Review: CAPTAIN AMERICA: CIVIL WAR, A Snappy, Witty Beatdown
When it comes to the major comic book tentpoles that are being shuffled out with increasing regularity, some viewers have grown a little tired of the city-destroying carnage that has marked many of their climaxes. Marvel, one of the biggest perpetrators of this phenomenon, seems to have listened, as their latest summer romp, Captain America: Civil War, relies more on grounded action set-pieces and character moments than CGI overkill.
Civil War follows a popular run of Marvel comics that sees Captain America and Iron Man take different sides when the world's governments demand that the Avengers become accountable for the excessive collateral damage of their missions. Citizens of the world have become sick of the destruction and, as the US Secretary of State (William Hurt) forces the team to look back over their past mayhem in a board meeting, this may be a tacit acknowledgment on the part of the filmmakers that the world's theater-goers have also grown tired of it.

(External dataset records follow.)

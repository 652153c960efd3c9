use std::io::Write;

use baseinf_abi::backend::{InferenceSession, SessionParams, TextModel};
use baseinf_abi::error::{EngineError, Result};
use tracing::{debug, info};

use super::GenerationDriver;
use crate::config::RunConfig;
use crate::output::PieceWriter;
use crate::stats::{GenerationReport, StopReason, write_perf};

/// Load the model named by `config`, generate, print statistics.
///
/// Everything the user sees goes to `out`. Resources are released in
/// reverse order of acquisition on every path: the session (sampler, then
/// context) inside [`run_with_model`], the model when this function returns.
pub fn run<M: TextModel, W: Write>(config: &RunConfig, out: &mut W) -> Result<GenerationReport> {
    writeln!(out)?;
    writeln!(out, "=== LLM Inference Starting ===")?;
    writeln!(out, "Model: {}", config.model_path.display())?;
    writeln!(out, "Prompt: \"{}\"", config.prompt)?;
    writeln!(out, "Tokens to generate: {}", config.n_predict)?;
    writeln!(out, "GPU layers: {}", config.n_gpu_layers)?;
    writeln!(out)?;

    writeln!(out, "Loading model...")?;
    out.flush()?;
    let model = M::load(&config.model_path, &config.model_params())?;
    info!("model loaded from {}", config.model_path.display());
    writeln!(out, "Model loaded successfully!")?;
    writeln!(out)?;

    let report = run_with_model(&model, config, out)?;
    drop(model);

    writeln!(out)?;
    writeln!(out, "=== Inference Complete ===")?;
    out.flush()?;
    Ok(report)
}

/// Everything after model load: tokenize, open a session, echo the prompt,
/// drive generation, report.
pub fn run_with_model<M: TextModel, W: Write>(
    model: &M,
    config: &RunConfig,
    out: &mut W,
) -> Result<GenerationReport> {
    writeln!(out, "Tokenizing prompt...")?;
    let prompt_tokens = model.tokenize(&config.prompt)?;
    if prompt_tokens.is_empty() {
        return Err(EngineError::Tokenize("prompt produced no tokens".into()));
    }
    writeln!(out, "Tokenized into {} tokens", prompt_tokens.len())?;
    writeln!(out)?;

    let params = SessionParams::for_budget(prompt_tokens.len(), config.n_predict);
    debug!("session params: n_ctx={} n_batch={}", params.n_ctx, params.n_batch);

    writeln!(out, "Creating context...")?;
    out.flush()?;
    let mut session = model.new_session(&params)?;
    writeln!(out, "Context created successfully!")?;
    writeln!(out)?;

    writeln!(out, "=== Output ===")?;
    let report = {
        let mut writer = PieceWriter::new(&mut *out);
        for &token in &prompt_tokens {
            writer.write_piece(&model.token_to_piece(token)?)?;
        }

        let report = GenerationDriver::new(model, &mut session).run(
            &prompt_tokens,
            config.n_predict,
            &mut writer,
        )?;
        writer.finish()?;
        report
    };

    if report.stop == StopReason::EndOfGeneration {
        writeln!(out)?;
        writeln!(out, "[End of generation]")?;
    }
    writeln!(out)?;
    writeln!(out)?;

    report.write_summary(out)?;
    if let Some(perf) = session.perf() {
        write_perf(&perf, out)?;
    }
    out.flush()?;

    info!(
        "generated {} tokens in {:.2}s ({:?})",
        report.n_decode,
        report.elapsed.as_secs_f64(),
        report.stop
    );
    Ok(report)
}
use std::io::Write;
use std::time::Instant;

use baseinf_abi::backend::{InferenceSession, TextModel};
use baseinf_abi::error::Result;
use baseinf_abi::token::Token;
use tracing::{debug, trace};

use super::GenerationDriver;
use crate::output::PieceWriter;
use crate::stats::{GenerationReport, StopReason};

impl<M: TextModel, S: InferenceSession> GenerationDriver<'_, M, S> {
    /// Generate up to `n_predict` tokens after `prompt`, streaming each
    /// piece to `out` as soon as it is sampled.
    ///
    /// Exactly one batch is pending at any time: the whole prompt first,
    /// then the single token sampled in the previous step. Any engine error
    /// ends the run immediately; nothing is retried.
    pub fn run<W: Write>(
        &mut self,
        prompt: &[Token],
        n_predict: usize,
        out: &mut PieceWriter<W>,
    ) -> Result<GenerationReport> {
        let n_prompt = prompt.len();
        let limit = n_prompt + n_predict;

        let mut pending = self.first_batch(prompt)?;
        let mut n_past: usize = 0;
        let mut n_decode: usize = 0;
        let mut stop = StopReason::BudgetExhausted;

        let started = Instant::now();

        // n_decode < n_predict only binds for encoder-decoder models, whose
        // decoder positions do not count the encoded prompt.
        while n_past + pending.len() < limit && n_decode < n_predict {
            trace!("[decode] n_past={n_past} batch={}", pending.len());
            self.session.decode(&pending, n_past)?;
            n_past += pending.len();

            let token = self.session.sample()?;
            if self.model.is_end_of_generation(token) {
                debug!("[decode] end-of-generation token {token} after {n_decode} tokens");
                pending.clear();
                stop = StopReason::EndOfGeneration;
                break;
            }

            let piece = self.model.token_to_piece(token)?;
            out.write_piece(&piece)?;
            trace!("[decode] sampled {token} ({} bytes)", piece.len());

            pending.clear();
            pending.push(token);
            n_decode += 1;
        }

        let elapsed = started.elapsed();
        debug!("[decode] done: {n_decode} tokens, n_past={n_past}, stop={stop:?}");

        Ok(GenerationReport {
            n_prompt,
            n_predict,
            n_decode,
            n_past,
            n_pending: pending.len(),
            stop,
            elapsed,
        })
    }
}
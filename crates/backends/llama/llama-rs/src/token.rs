// llama-rs/src/token.rs

use baseinf_abi::token::Token;
use llama_cpp_sys_2::llama_token;

/// llama.cpp's "no token" sentinel (LLAMA_TOKEN_NULL).
pub const TOKEN_NULL: llama_token = -1;

#[inline]
pub fn to_raw(token: Token) -> llama_token {
    token.0
}

/// `None` for the null sentinel and any other negative id.
#[inline]
pub fn from_raw(id: llama_token) -> Option<Token> {
    (id >= 0).then_some(Token(id))
}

The finale of Avengers: Age of Ultron, which saw the city of Sokovia lifted from the ground before later being cast down and destroyed, has left a big impression on the MCU's Earth, and prompts the philosophical debate of whether 'enhanced' humans should be allowed to run amok without supervision. Iron Man, War Machine, The Vision and Black Widow agree to sign the Sokovia Treaty in Vienna, while Captain America, with Falcon, and eventually Scarlet Witch and Hawkeye in tow, refuse to. Trouble erupts when someone looking like Bucky Barnes (the Winter Soldier) blows up the conference and puts our heroes at odds. Cap goes after his friend Bucky and the rift within the Avengers begins.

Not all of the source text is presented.